Graduation and pathways

If you are about to graduate from dental school, then the days, weeks and months leading up to that point are going to be momentous. Never has your ability to organise, discipline and focus yourself been required to this high standard.

It is more than just the mere remembering of facts and figures or demonstrating manual dexterity. It is more than just the passing of finals. It is about who you have become on this journey – your character. You will need to govern yourself to a new level of awareness, let your mind expand and remember numerous concepts and teachings. To be present, prepared and powerful to take on the biggest challenge of your professional life up to that point.

Your life will go on beyond graduation so it is a wise idea to have a plan, a dream, a calling that keeps expanding you and magnifying your experience of being alive. I talked about this very thing in a recent webinar when a second year dental student’s intelligent question was ‘Do you have any advice for me at this stage in my life?’
 
I responded from my own experience and said that it would be wise to keep on learning from his colleagues, no matter how much he knew already. This would keep him in good stead for when his leadership abilities were needed. The next thing I mentioned was that as an undergraduate, he could start to plan what his practice would look and feel like. If he started to visualise his practice, the layout, the components, the teams of staff, the area of dentistry he wants to practice in and start to document this in ever finer detail, then this would be a very valuable exercise.
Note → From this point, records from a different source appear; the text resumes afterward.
//! Dresser Core - Shared types library.
//!
//! This crate provides common types used across all Dresser components:
//! - `web` - Public-facing wardrobe site
//!
//! # Architecture
//!
//! The core crate contains only types - no I/O, no HTTP clients. This keeps
//! it lightweight and allows it to be used anywhere.
//!
//! # Modules
//!
//! - [`types`] - Newtype wrappers for type-safe IDs and emails, plus the
//!   garment vocabulary (categories, garment types, occasions)

#![cfg_attr(not(test), forbid(unsafe_code))]

pub mod types;

pub use types::*;
//! Email address type.

use core::fmt;

use serde::{Deserialize, Serialize};

/// Errors that can occur when parsing an [`Email`].
#[derive(thiserror::Error, Debug, Clone)]
pub enum EmailError {
    /// The input string is empty.
    #[error("email cannot be empty")]
    Empty,
    /// The input string is too long.
    #[error("email must be at most {max} characters")]
    TooLong {
        /// Maximum allowed length.
        max: usize,
    },
    /// The input does not contain an @ symbol.
    #[error("email must contain an @ symbol")]
    MissingAtSymbol,
    /// The local part (before @) is empty.
    #[error("email local part cannot be empty")]
    EmptyLocalPart,
    /// The domain part (after @) is empty.
    #[error("email domain cannot be empty")]
    EmptyDomain,
}

/// An email address.
///
/// This type provides basic structural validation: a non-empty local part and
/// domain separated by a single @ symbol, within the RFC 5321 length limit.
/// It deliberately does not try to fully validate addresses - the identity
/// provider is the source of truth for whether an address is real.
///
/// ## Examples
///
/// ```
/// use dresser_core::Email;
///
/// assert!(Email::parse("user@example.com").is_ok());
/// assert!(Email::parse("user.name+tag@domain.co.uk").is_ok());
///
/// assert!(Email::parse("").is_err());             // empty
/// assert!(Email::parse("no-at-symbol").is_err()); // missing @
/// assert!(Email::parse("@domain.com").is_err());  // empty local part
/// assert!(Email::parse("user@").is_err());        // empty domain
/// ```
#[derive(Debug, Clone, Serialize, Deserialize, PartialEq, Eq, Hash)]
#[serde(transparent)]
pub struct Email(String);

impl Email {
    /// Maximum length of an email address (RFC 5321).
    pub const MAX_LENGTH: usize = 254;

    /// Parse an `Email` from a string.
    ///
    /// # Errors
    ///
    /// Returns an error if the input:
    /// - Is empty
    /// - Is longer than 254 characters
    /// - Does not contain an @ symbol
    /// - Has an empty local part or domain
    pub fn parse(s: &str) -> Result<Self, EmailError> {
        if s.is_empty() {
            return Err(EmailError::Empty);
        }

        if s.len() > Self::MAX_LENGTH {
            return Err(EmailError::TooLong {
                max: Self::MAX_LENGTH,
            });
        }

        let Some((local, domain)) = s.split_once('@') else {
            return Err(EmailError::MissingAtSymbol);
        };

        if local.is_empty() {
            return Err(EmailError::EmptyLocalPart);
        }

        if domain.is_empty() {
            return Err(EmailError::EmptyDomain);
        }

        Ok(Self(s.to_owned()))
    }

    /// Get the email address as a string slice.
    #[must_use]
    pub fn as_str(&self) -> &str {
        &self.0
    }
}

impl fmt::Display for Email {
    fn fmt(&self, f: &mut fmt::Formatter<'_>) -> fmt::Result {
        write!(f, "{}", self.0)
    }
}

impl TryFrom<&str> for Email {
    type Error = EmailError;

    fn try_from(s: &str) -> Result<Self, Self::Error> {
        Self::parse(s)
    }
}

#[cfg(test)]
#[allow(clippy::unwrap_used)]
mod tests {
    use super::*;

    #[test]
    fn test_valid_emails() {
        for addr in ["user@example.com", "a@b", "user.name+tag@domain.co.uk"] {
            assert!(Email::parse(addr).is_ok(), "expected valid: {addr}");
        }
    }

    #[test]
    fn test_empty_email() {
        assert!(matches!(Email::parse(""), Err(EmailError::Empty)));
    }

    #[test]
    fn test_missing_at_symbol() {
        assert!(matches!(
            Email::parse("no-at-symbol"),
            Err(EmailError::MissingAtSymbol)
        ));
    }

    #[test]
    fn test_empty_local_part() {
        assert!(matches!(
            Email::parse("@domain.com"),
            Err(EmailError::EmptyLocalPart)
        ));
    }

    #[test]
    fn test_empty_domain() {
        assert!(matches!(Email::parse("user@"), Err(EmailError::EmptyDomain)));
    }

    #[test]
    fn test_too_long() {
        let addr = format!("{}@example.com", "a".repeat(250));
        assert!(matches!(
            Email::parse(&addr),
            Err(EmailError::TooLong { max: 254 })
        ));
    }

    #[test]
    fn test_serde_transparent() {
        let email = Email::parse("user@example.com").unwrap();
        let json = serde_json::to_string(&email).unwrap();
        assert_eq!(json, "\"user@example.com\"");
    }
}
He would need to add to this document over the years so that even before he graduates, he has a clear vision of where his professional life is going to take him. I talked about how ensuring the little things like the sound of the practice doorbell needed to be in line with his values so that he could literally sense what his future practice would be like. Knowing that he had certainty with the structure of the practice, it would help him get more focused on the service element of the practice, the marketing and developing the business. When time and energy is focused on something like this, it grows and you grow with it.
 
Have a list
I recommended to have lists of things at dental school which worked for him and which didn’t work for him. In practice when I did this and had several hundreds of items of data, it helped me grow my clinical and non-clinical abilities tremendously. Remember to review this quarterly as you re-focus on your long term goals and dreams.

If you are an undergraduate, a newly qualified graduate, or someone who has reached a plateau in practice, then it is a good idea to go back to the drawing board and start to plan or re-plan how you would like your professional life to look like. It may be concentrating on providing clinical dentistry as an associate whilst the principal takes care of all the other aspects of running a practice.  It may be going into the community, the armed forces, hospital or a research post as a dentist.  It may be owning and managing several dental practices and ensuring they are run to a high standard.  It may be having a global vision doing something which touches the lives of millions of people and creates a massive impact in the world.